I have a script that automatically deploys an ML training job from a job queue. I wasn’t properly handling the error. After a particular job, the job hit the Cuda memory error, but my auto-launch script didn’t detect it. It kept either retrying the same job or picking up new jobs, which would fail anyway (same error).
Now, my wanb workspace has 277 runs with unique IDs. Can anyone help me find a way to delete these runs programmatically? I can identify the ID either by name or by reading the log file.
I was able to write a python script to do it. So, this thread can be closed.

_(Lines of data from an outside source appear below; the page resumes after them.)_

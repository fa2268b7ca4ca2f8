//! Fixed-capacity ring buffer without any synchronization.
//!
//! This is the arithmetic every other FIFO builds on. Storage holds
//! `max_fill_count + 1` slots: one slot always stays unused so that a full
//! buffer (`write + 1 == read`) and an empty one (`write == read`) have
//! different cursor states.

use crate::error::{FifoError, Result};
use crate::fifo::Fifo;

/// Number of readable elements between two cursors.
///
/// Uses a conditional add instead of a modulo so it cannot underflow across
/// the wrap boundary.
#[inline]
pub(crate) fn fill_between(write: usize, read: usize, capacity: usize) -> usize {
    if write >= read {
        write - read
    } else {
        write + capacity - read
    }
}

/// Move a cursor forward by `count` slots, wrapping at `capacity`.
///
/// `count` never exceeds `capacity - 1`, so a single subtraction suffices.
#[inline]
pub(crate) fn advance(cursor: usize, count: usize, capacity: usize) -> usize {
    let next = cursor + count;
    if next >= capacity {
        next - capacity
    } else {
        next
    }
}

/// Allocate `max_fill_count + 1` copies of `fill`, reporting overflow and
/// allocation failure as [`FifoError::Construction`].
pub(crate) fn allocate<T: Clone>(max_fill_count: usize, fill: T) -> Result<Vec<T>> {
    let capacity = max_fill_count
        .checked_add(1)
        .ok_or(FifoError::Construction {
            max_fill_count,
            reason: "capacity overflows usize",
        })?;

    let mut storage = Vec::new();
    storage
        .try_reserve_exact(capacity)
        .map_err(|_| FifoError::Construction {
            max_fill_count,
            reason: "not enough memory",
        })?;
    storage.resize(capacity, fill);
    Ok(storage)
}

/// A single-threaded FIFO over a fixed slice of `T`.
///
/// Not thread-safe by itself. Use [`LockFreeFifo`](crate::LockFreeFifo) or
/// [`BlockingFifo`](crate::BlockingFifo) to cross threads.
#[derive(Clone, Debug)]
pub struct RingBuffer<T> {
    storage: Box<[T]>,
    write_cursor: usize,
    read_cursor: usize,
}

impl<T: Clone> RingBuffer<T> {
    /// Create a ring buffer that holds up to `max_fill_count` elements.
    ///
    /// All slots start out as copies of `fill`.
    pub fn new(max_fill_count: usize, fill: T) -> Result<Self> {
        Ok(Self {
            storage: allocate(max_fill_count, fill)?.into_boxed_slice(),
            write_cursor: 0,
            read_cursor: 0,
        })
    }

    #[inline]
    fn capacity(&self) -> usize {
        self.storage.len()
    }
}

impl<T: Clone> Fifo<T> for RingBuffer<T> {
    fn write(&mut self, data: &[T]) -> Result<()> {
        let available = self.available_space();
        if data.len() > available {
            return Err(FifoError::Capacity {
                requested: data.len(),
                available,
            });
        }

        let start = self.write_cursor;
        let first = data.len().min(self.capacity() - start);
        let (head, tail) = data.split_at(first);
        self.storage[start..start + first].clone_from_slice(head);
        self.storage[..tail.len()].clone_from_slice(tail);

        self.write_cursor = advance(start, data.len(), self.capacity());
        Ok(())
    }

    fn read(&mut self, out: &mut [T]) -> Result<()> {
        let available = self.fill_count();
        if out.len() > available {
            return Err(FifoError::Underflow {
                requested: out.len(),
                available,
            });
        }

        let start = self.read_cursor;
        let first = out.len().min(self.capacity() - start);
        let (head, tail) = out.split_at_mut(first);
        head.clone_from_slice(&self.storage[start..start + first]);
        let rest = tail.len();
        tail.clone_from_slice(&self.storage[..rest]);

        self.read_cursor = advance(start, out.len(), self.capacity());
        Ok(())
    }

    #[inline]
    fn fill_count(&self) -> usize {
        fill_between(self.write_cursor, self.read_cursor, self.capacity())
    }

    #[inline]
    fn available_space(&self) -> usize {
        self.max_fill_count() - self.fill_count()
    }

    #[inline]
    fn max_fill_count(&self) -> usize {
        self.capacity() - 1
    }

    fn clear(&mut self) {
        self.read_cursor = self.write_cursor;
    }
}
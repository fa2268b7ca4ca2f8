//! # puffer
//!
//! FIFOs for moving blocks of audio samples between threads that run at
//! different, independently timed rates.
//!
//! | Type | Threads | Blocks | Use |
//! |------|---------|--------|-----|
//! | [`RingBuffer`] | one | never | building block, or behind your own lock |
//! | [`LockFreeFifo`] | two | never | real-time producer or consumer |
//! | [`BlockingFifo`] | two | yes | worker threads that should sleep when idle |
//! | [`DriftFifo`] | one (or locked) | never | clocks that drift; drops and pads instead of failing |
//! | [`DoubleBuffer`] | two | per flavour | adapt an I/O block size to a processing block size |
//! | [`ConfigQueue`] | two | never | hand new settings to a real-time thread |
//!
//! Every cross-thread type is created as a pair of handles (like `rtrb`), one
//! per thread. Handles are `Send` but not `Sync`, so each side has exactly one
//! owner.
//!
//! ## Quick Start
//!
//! ```
//! use puffer::{DoubleBuffer, DoubleBufferConfig, BlockingFifo};
//!
//! // Audio callback delivers 4 frames, the processing thread wants 6.
//! let config = DoubleBufferConfig::new(4, 6, 4);
//! let (mut outer, mut inner) = DoubleBuffer::new::<BlockingFifo, _>(config, 0.0f32).unwrap();
//!
//! let worker = std::thread::spawn(move || {
//!     let mut block = [0.0; 6];
//!     while inner.input(&mut block).is_ok() {
//!         block.iter_mut().for_each(|s| *s *= 0.5);
//!         if inner.output(&block).is_err() {
//!             break;
//!         }
//!     }
//! });
//!
//! let mut out = [0.0; 4];
//! for _ in 0..12 {
//!     outer.process(&[1.0; 4], &mut out, 4).unwrap();
//! }
//! outer.provoke_inner_error(puffer::FifoError::aborted("shutdown"));
//! worker.join().unwrap();
//! ```
//!
//! ## Features
//!
//! - `cpal_sink`: [`CpalDevice`] and [`DriftSink`] for audio output
//! - `parking_lot`: use `parking_lot` locks in the blocking FIFO
//! - `serde`: derive `Serialize`/`Deserialize` for the config structs

pub mod blocking;
pub mod config_queue;
#[cfg(feature = "cpal_sink")]
pub mod device;
pub mod double_buffer;
pub mod drift;
pub mod error;
pub mod fifo;
pub mod lock_free;
pub mod ring;
mod sync;

pub use blocking::BlockingFifo;
pub use config_queue::{ConfigQueue, ConfigReader, ConfigWriter};
#[cfg(feature = "cpal_sink")]
pub use device::{CpalDevice, DriftSink};
pub use double_buffer::{DoubleBuffer, DoubleBufferConfig, Inner, Outer};
pub use drift::{DriftConfig, DriftFifo, SideXruns, XrunStats};
pub use error::{FifoError, Result};
pub use fifo::{Fifo, FifoReader, FifoWriter, Role, SplitFifo};
pub use lock_free::LockFreeFifo;
pub use ring::RingBuffer;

I will paste the code for others who want to achieve the same thing.
import wandb
import os
project_path = "<entity>/<project>"
log_file = "output.log"
api = wandb.Api()
# get all runs in the project
runs = api.runs(project_path)
for run in runs:
# check if the run has the error in the logs
try:
log = run.file(log_file).download(replace=True)

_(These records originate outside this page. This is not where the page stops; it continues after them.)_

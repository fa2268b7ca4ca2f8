use criterion::{black_box, criterion_group, criterion_main, Criterion};
use puffer::{
    DoubleBuffer, DoubleBufferConfig, DriftConfig, DriftFifo, Fifo, FifoReader, FifoWriter,
    LockFreeFifo,
};

const BLOCK: usize = 480;

pub fn criterion_benchmark(c: &mut Criterion) {
    c.bench_function("LockFreeFifo write+read 480", |b| {
        let (mut producer, mut consumer) = LockFreeFifo::new(4096, 0.0f32).unwrap();
        let input = [0.25f32; BLOCK];
        let mut output = [0.0f32; BLOCK];

        b.iter(|| {
            producer.write(black_box(&input)).unwrap();
            consumer.read(black_box(&mut output)).unwrap();
        })
    });

    c.bench_function("rtrb write_chunk+read_chunk 480", |b| {
        let (mut producer, mut consumer) = rtrb::RingBuffer::<f32>::new(4096);
        let input = [0.25f32; BLOCK];
        let mut output = [0.0f32; BLOCK];

        b.iter(|| {
            let mut chunk = producer.write_chunk(BLOCK).unwrap();
            let (first, second) = chunk.as_mut_slices();
            first.copy_from_slice(&input[..first.len()]);
            second.copy_from_slice(&input[first.len()..]);
            chunk.commit_all();

            let chunk = consumer.read_chunk(BLOCK).unwrap();
            let (first, second) = chunk.as_slices();
            output[..first.len()].copy_from_slice(first);
            output[first.len()..].copy_from_slice(second);
            chunk.commit_all();
            black_box(&output);
        })
    });

    c.bench_function("DriftFifo steady state 480", |b| {
        let mut fifo = DriftFifo::new(DriftConfig::new(BLOCK, 2 * BLOCK, 8 * BLOCK), 0.0f32).unwrap();
        let input = [0.25f32; BLOCK];
        let mut output = [0.0f32; BLOCK];

        b.iter(|| {
            fifo.write(black_box(&input)).unwrap();
            fifo.read(black_box(&mut output)).unwrap();
        })
    });

    c.bench_function("DoubleBuffer 512 -> 128 lock-free", |b| {
        // The outer side reads before the inner side has run, so the delay
        // covers one outer block.
        let config = DoubleBufferConfig::new(512, 128, 512);
        let (mut outer, mut inner) = DoubleBuffer::new::<LockFreeFifo, _>(config, 0.0f32).unwrap();
        let input = [0.25f32; 512];
        let mut output = [0.0f32; 512];
        let mut block = [0.0f32; 128];

        b.iter(|| {
            outer.process(black_box(&input), &mut output, 512).unwrap();
            while inner.input_fifo_fill_count() >= 128 {
                inner.input(&mut block).unwrap();
                inner.output(&block).unwrap();
            }
        })
    });
}

criterion_group!(benches, criterion_benchmark);
criterion_main!(benches);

with open(log.name, "r") as f:
if "torch.OutOfMemoryError: CUDA out of memory. Tried to allocate" in f.read():
print(f"Deleting run {run.id} with error. It's name is {run.name}")
run.delete()
else:
print(f"Run {run.id} does not have the error")
except Exception as e:
print(f"Run {run.id} does not have the error or does not have the log file. Error: {e}")
# delete output.log file
if os.path.exists(log_file):
os.remove(log_file)
else:
print(f"{log_file} does not exist")